# Cockchafer.



## Bios. (Jun 14, 2012)

It took me ages to get some shots that I liked of this guy, these beetles are really cool to watch but it was hard to capture that character. The antennae are in front of the eyes from most angles and to get the antenna and eyes in focus you pretty much have to shoot from underneath. To get the full body shot was also difficult because they are so large (over an inch long) the distance from the camera made the flash quite harsh even with my diffuser. I improvised a larger diffuser using an A3 sheet of paper and placed an A4 piece of paper underneath as a reflector.

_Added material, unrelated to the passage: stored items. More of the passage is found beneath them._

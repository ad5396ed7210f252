use clap::Parser;
use tracing::{error, info};
use tracing_subscriber::{fmt::format::FmtSpan, EnvFilter};

use tagtree::{
    error::Result,
    formatter::FormatConfig,
    parser::{ParserConfig, XmlParser},
    utils::{format_xml_with, read_file, write_file},
};

#[derive(Parser)]
#[command(author, version, about, long_about = None)]
struct Args {
    /// Input file path
    #[arg(short, long)]
    file: String,

    /// Output file path
    #[arg(short, long)]
    output: Option<String>,

    /// Spaces of indentation per nesting level
    #[arg(short, long, default_value_t = FormatConfig::default().indent_spaces)]
    indent: usize,

    /// Reject documents that leave elements open
    #[arg(long)]
    strict: bool,

    /// Log node counts after parsing
    #[arg(long)]
    stats: bool,
}

fn main() {
    // Initialize the default subscriber for logging
    tracing_subscriber::fmt()
        .with_env_filter(
            EnvFilter::try_from_default_env().unwrap_or_else(|_| EnvFilter::new("info")),
        )
        .with_span_events(FmtSpan::CLOSE)
        .with_target(false) // Don't show target
        .without_time() // Don't show timestamps
        .with_writer(std::io::stderr)
        .init();

    if let Err(e) = run() {
        error!("{}", e);
        std::process::exit(1);
    }
}

fn run() -> Result<()> {
    let args = Args::parse();

    info!("Reading file: {}", args.file);
    let content = read_file(&args.file)?;

    let config = if args.strict {
        ParserConfig::strict()
    } else {
        ParserConfig::default()
    };
    let document = XmlParser::new(&content)?.with_config(config).parse()?;

    if args.stats {
        let reconciliation = document.kept_nodes();
        let elements = document.descendants(document.root()).len();
        info!(
            "{}: {} elements, {} nodes written",
            args.file,
            elements,
            reconciliation.kept_count()
        );
    }

    let format_config = FormatConfig {
        indent_spaces: args.indent,
    };
    let formatted_output = format_xml_with(&document, &format_config)?;

    if let Some(output_path) = args.output {
        write_file(&output_path, &formatted_output)?;
    } else {
        print!("{}", formatted_output);
    }

    Ok(())
}
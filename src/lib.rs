//! tagtree: a lossless XML parser and serializer with an editable node tree
//!
//! This crate provides functionality to:
//! - Parse XML documents into a node arena without dropping tags, attribute
//!   order, self-closing markup, boolean attributes or `<![...]]>` blocks
//! - Reach every element three ways (first child by name, all children by
//!   name, ordered children) and edit any of those views
//! - Serialize the tree back, reconciling the three views so that a node
//!   removed from any one of them disappears from the output
//! - Handle errors with detailed context
//!
//! # Examples
//! ```
//! use tagtree::{parse, serialize, Result};
//!
//! fn example() -> Result<()> {
//!     let mut document = parse("<game><unit id=\"1\"/><unit id=\"2\"/></game>")?;
//!     let game = document.select(&["game"]).unwrap_or(document.root());
//!     let first = document.node(game).and_then(|node| node.single("unit"));
//!     if let Some(first) = first {
//!         document.remove_child(game, first);
//!     }
//!     assert_eq!(serialize(&document)?, "<game>\n    <unit id=\"2\"/>\n</game>\n");
//!     Ok(())
//! }
//! # example().unwrap();
//! ```

use tracing::{debug, info, instrument, warn};

pub mod error;
pub mod formatter;
pub mod intern;
pub mod parser;
pub mod test_utils;
pub mod tree;
pub mod utils;

// Re-exports
pub use error::{IOError, ParseError, ParseErrorKind, Result, SemanticError};
pub use formatter::{FormatConfig, Formatter, XmlFormatter};
pub use parser::{ParserConfig, XmlParser};
pub use tree::{AttrValue, Child, Document, Node, NodeId, Reconciliation};
use utils::{parse_xml, read_file};

/// Parses XML text into a document tree
pub fn parse(text: &str) -> Result<Document> {
    parse_xml(text)
}

/// Writes a document tree back to XML text with the default formatting
pub fn serialize(document: &Document) -> Result<String> {
    XmlFormatter.format(document, &FormatConfig::default())
}

#[instrument]
pub fn parse_file(path: &str) -> Result<Document> {
    debug!("Starting to parse file: {}", path);

    let content = read_file(path)?;

    info!("File read successfully, determining format");

    let result = if path.to_lowercase().ends_with(".xml") {
        parse_xml(&content)
    } else {
        warn!("Unknown file extension");
        Err(ParseError::new(ParseErrorKind::Semantic(
            SemanticError::UnknownFormat,
        )))
    };

    debug!("Parsing completed");
    result
}
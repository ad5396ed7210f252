use indexmap::IndexMap;
use std::sync::Arc;

/// Prefixed onto a plural alias key until it no longer shadows a scalar field
pub const PLURAL_SENTINEL: char = '_';

/// Handle to a node stored in a [`Document`](super::Document)
#[derive(Debug, Clone, Copy, PartialEq, Eq, Hash, PartialOrd, Ord)]
pub struct NodeId(pub(crate) usize);

impl NodeId {
    pub const fn index(self) -> usize {
        self.0
    }
}

/// Attribute value as written in the source
#[derive(Debug, Clone, PartialEq, Eq)]
pub enum AttrValue {
    /// Quoted value, entities already decoded
    Text(String),
    /// Bare attribute name with no `=`
    Flag,
}

impl AttrValue {
    pub fn as_str(&self) -> Option<&str> {
        match self {
            Self::Text(s) => Some(s),
            Self::Flag => None,
        }
    }

    pub fn is_flag(&self) -> bool {
        matches!(self, Self::Flag)
    }
}

impl From<&str> for AttrValue {
    fn from(value: &str) -> Self {
        Self::Text(value.to_string())
    }
}

impl From<String> for AttrValue {
    fn from(value: String) -> Self {
        Self::Text(value)
    }
}

/// Entry of a children list
#[derive(Debug, Clone, PartialEq, Eq)]
pub enum Child {
    Element(NodeId),
    /// Verbatim `<![...]]>` block, delimiters included
    Raw(String),
}

impl Child {
    pub fn element(&self) -> Option<NodeId> {
        match self {
            Self::Element(id) => Some(*id),
            Self::Raw(_) => None,
        }
    }
}

/// One XML element together with the alias tables it holds for its children.
///
/// `children` is the document order. `singles` maps a tag name to the first
/// child of that name and `plurals` maps a derived key (see
/// [`Node::plural_key`]) to every child of that name. All three are public and
/// may be edited independently; the serializer reconciles them.
#[derive(Debug, Clone)]
pub struct Node {
    tag_name: Arc<str>,
    pub attributes: IndexMap<String, AttrValue>,
    pub children: Vec<Child>,
    pub singles: IndexMap<String, NodeId>,
    pub plurals: IndexMap<String, Vec<NodeId>>,
    /// Attribute values as spelled in the source, for values with entities
    pub(crate) attribute_sources: IndexMap<String, String>,
    self_closing: bool,
    closing_decoration: String,
    pub(crate) reference_count: Option<u8>,
}

impl Node {
    pub(crate) fn new(tag_name: Arc<str>) -> Self {
        Self {
            tag_name,
            attributes: IndexMap::new(),
            children: Vec::new(),
            singles: IndexMap::new(),
            plurals: IndexMap::new(),
            attribute_sources: IndexMap::new(),
            self_closing: false,
            closing_decoration: String::new(),
            reference_count: None,
        }
    }

    pub(crate) fn with_closing(mut self, self_closing: bool, decoration: String) -> Self {
        self.self_closing = self_closing;
        self.closing_decoration = decoration;
        self
    }

    pub fn tag_name(&self) -> &str {
        &self.tag_name
    }

    pub fn attribute(&self, name: &str) -> Option<&AttrValue> {
        self.attributes.get(name)
    }

    /// Text value of an attribute, `None` for missing or boolean attributes
    pub fn attr(&self, name: &str) -> Option<&str> {
        self.attribute(name).and_then(AttrValue::as_str)
    }

    pub fn set_attribute(&mut self, name: &str, value: impl Into<AttrValue>) {
        self.attribute_sources.shift_remove(name);
        self.attributes.insert(name.to_string(), value.into());
    }

    /// Removes an attribute, keeping the order of the remaining ones
    pub fn remove_attribute(&mut self, name: &str) -> Option<AttrValue> {
        self.attribute_sources.shift_remove(name);
        self.attributes.shift_remove(name)
    }

    /// Value of an attribute as written in the parsed text, if it contained
    /// entities. It may be stale when `attributes` was edited directly.
    pub fn attribute_source(&self, name: &str) -> Option<&str> {
        self.attribute_sources.get(name).map(String::as_str)
    }

    pub fn is_self_closing(&self) -> bool {
        self.self_closing
    }

    /// Text written between the last attribute and `>` of a self-closing tag
    pub fn closing_decoration(&self) -> &str {
        &self.closing_decoration
    }

    pub fn set_self_closing(&mut self, self_closing: bool) {
        self.self_closing = self_closing;
        if self_closing && self.closing_decoration.is_empty() {
            self.closing_decoration = "/".to_string();
        } else if !self_closing {
            self.closing_decoration.clear();
        }
    }

    /// Number of aliases the parser installed this node under
    pub fn reference_count(&self) -> Option<u8> {
        self.reference_count
    }

    /// Reference count the serializer gates on; fresh nodes count as 1
    pub fn effective_reference_count(&self) -> u32 {
        self.reference_count.map_or(1, u32::from)
    }

    /// Element handles of the children list, in document order
    pub fn elements(&self) -> impl Iterator<Item = NodeId> + '_ {
        self.children.iter().filter_map(Child::element)
    }

    /// First child registered under `tag_name`
    pub fn single(&self, tag_name: &str) -> Option<NodeId> {
        self.singles.get(tag_name).copied()
    }

    /// All children registered under `tag_name`, in registration order
    pub fn plural(&self, tag_name: &str) -> &[NodeId] {
        self.plurals
            .get(&self.plural_key(tag_name))
            .map(Vec::as_slice)
            .unwrap_or_default()
    }

    pub fn plural_mut(&mut self, tag_name: &str) -> Option<&mut Vec<NodeId>> {
        let key = self.plural_key(tag_name);
        self.plurals.get_mut(&key)
    }

    /// Key of the plural alias for `tag_name`.
    ///
    /// Starts from `tag_name + "s"` and prefixes [`PLURAL_SENTINEL`] while the
    /// key is held by an attribute or a singleton alias and is not already a
    /// plural list.
    pub fn plural_key(&self, tag_name: &str) -> String {
        let mut key = format!("{}s", tag_name);
        while !self.plurals.contains_key(&key) && self.is_scalar_field(&key) {
            key.insert(0, PLURAL_SENTINEL);
        }
        key
    }

    fn is_scalar_field(&self, key: &str) -> bool {
        self.attributes.contains_key(key) || self.singles.contains_key(key)
    }
}

/// Recovers the tag name a plural alias key was derived from
pub fn singular_from_key(key: &str) -> &str {
    let key = key.trim_start_matches(PLURAL_SENTINEL);
    key.strip_suffix('s').unwrap_or(key)
}
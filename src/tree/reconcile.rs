use std::collections::HashMap;

use tracing::debug;

use super::document::Document;
use super::node::{singular_from_key, Child, NodeId};

/// Keep/drop decision for every node of a document.
///
/// Every alias entry reachable from the root (singleton slots, plural lists
/// and children lists) counts as one visit of the node it points at. A node
/// is kept once its visits reach its reference count, so dropping a parsed
/// node from any one of its aliases drops it from the output.
#[derive(Debug, Clone)]
pub struct Reconciliation {
    visits: Vec<u32>,
    kept: Vec<bool>,
    listed: Vec<bool>,
    name_overrides: HashMap<NodeId, String>,
}

impl Reconciliation {
    pub fn compute(document: &Document) -> Self {
        let len = document.len();
        let mut visits = vec![0u32; len];
        let mut expanded = vec![false; len];
        let mut name_overrides = HashMap::new();

        let root = document.root();
        if let Some(flag) = expanded.get_mut(root.index()) {
            *flag = true;
        }
        let mut stack = vec![root];

        while let Some(id) = stack.pop() {
            let Some(node) = document.node(id) else {
                continue;
            };

            let singles = node.singles.values().copied();
            let plurals = node.plurals.values().flatten().copied();
            let children = node.children.iter().filter_map(Child::element);

            for target in singles.chain(plurals).chain(children) {
                let Some(count) = visits.get_mut(target.index()) else {
                    continue;
                };
                *count += 1;
                if let Some(flag) = expanded.get_mut(target.index()) {
                    if !*flag {
                        *flag = true;
                        stack.push(target);
                    }
                }
            }

            for (key, list) in &node.plurals {
                for target in list {
                    let unnamed = document
                        .node(*target)
                        .is_some_and(|child| child.tag_name().is_empty());
                    if unnamed {
                        name_overrides
                            .entry(*target)
                            .or_insert_with(|| singular_from_key(key).to_string());
                    }
                }
            }
        }

        let kept: Vec<bool> = (0..len)
            .map(|index| {
                let id = NodeId(index);
                let threshold = document
                    .node(id)
                    .map_or(1, |node| node.effective_reference_count());
                visits.get(index).is_some_and(|count| *count >= threshold)
            })
            .collect();

        // Children lists of written elements place a node before any alias table
        let mut listed = vec![false; len];
        let writers = (0..len)
            .filter(|index| *index == root.index() || kept.get(*index).copied().unwrap_or(false));
        for index in writers {
            let Some(node) = document.node(NodeId(index)) else {
                continue;
            };
            for target in node.children.iter().filter_map(Child::element) {
                if let Some(flag) = listed.get_mut(target.index()) {
                    *flag = true;
                }
            }
        }

        debug!(
            nodes = len,
            kept = kept.iter().filter(|flag| **flag).count(),
            "Reconciled node aliases"
        );

        Self {
            visits,
            kept,
            listed,
            name_overrides,
        }
    }

    /// Whether `id` is written to the output; the root never is
    pub fn is_kept(&self, id: NodeId) -> bool {
        id.index() != 0 && self.kept.get(id.index()).copied().unwrap_or(false)
    }

    /// Whether `id` sits in the children list of the root or of a kept node
    pub fn is_listed(&self, id: NodeId) -> bool {
        self.listed.get(id.index()).copied().unwrap_or(false)
    }

    /// Number of alias entries pointing at `id`
    pub fn visits(&self, id: NodeId) -> u32 {
        self.visits.get(id.index()).copied().unwrap_or(0)
    }

    /// Tag name recovered from a plural key for a node that has none
    pub fn name_override(&self, id: NodeId) -> Option<&str> {
        self.name_overrides.get(&id).map(String::as_str)
    }

    /// Number of nodes that will be written
    pub fn kept_count(&self) -> usize {
        self.kept.iter().skip(1).filter(|flag| **flag).count()
    }
}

Crits/comments appreciated.

Thanks.

#1



Cockchafer by [[BIOSPHERE]], on Flickr 

#2



Cockchafer by [[BIOSPHERE]], on Flickr

#3



Cockchafer by [[BIOSPHERE]], on Flickr


----------



## castroincome (Jun 14, 2012)

The bottom one is awesome, what was in the background by the way if it's a perfect brown is it a wall or did you use something as a backdrop?


----------



## Bios. (Jun 15, 2012)

It was my desk, tacky fake pine veneer stuff. Took me a while to find something suitable, green just didn't seem to work.


----------



## jaomul (Jun 15, 2012)

Like them all but love #1


----------



## Jaemie (Jun 15, 2012)

All are very nice, but #3 is splendid. Wow. Well, so is #1. hehe..


----------



## cgipson1 (Jun 15, 2012)

NIce set.. you showed him off very well! Love the antennae!


----------



## Joel_W (Jun 15, 2012)

Oh WOW. Just a super set. #3 is my fav by far.


----------



## sm4him (Jun 15, 2012)

Wow, really cool! Love the first two especially!

One does wonder: how does a bug get a name like a cockchafer? What exactly does that thing DO???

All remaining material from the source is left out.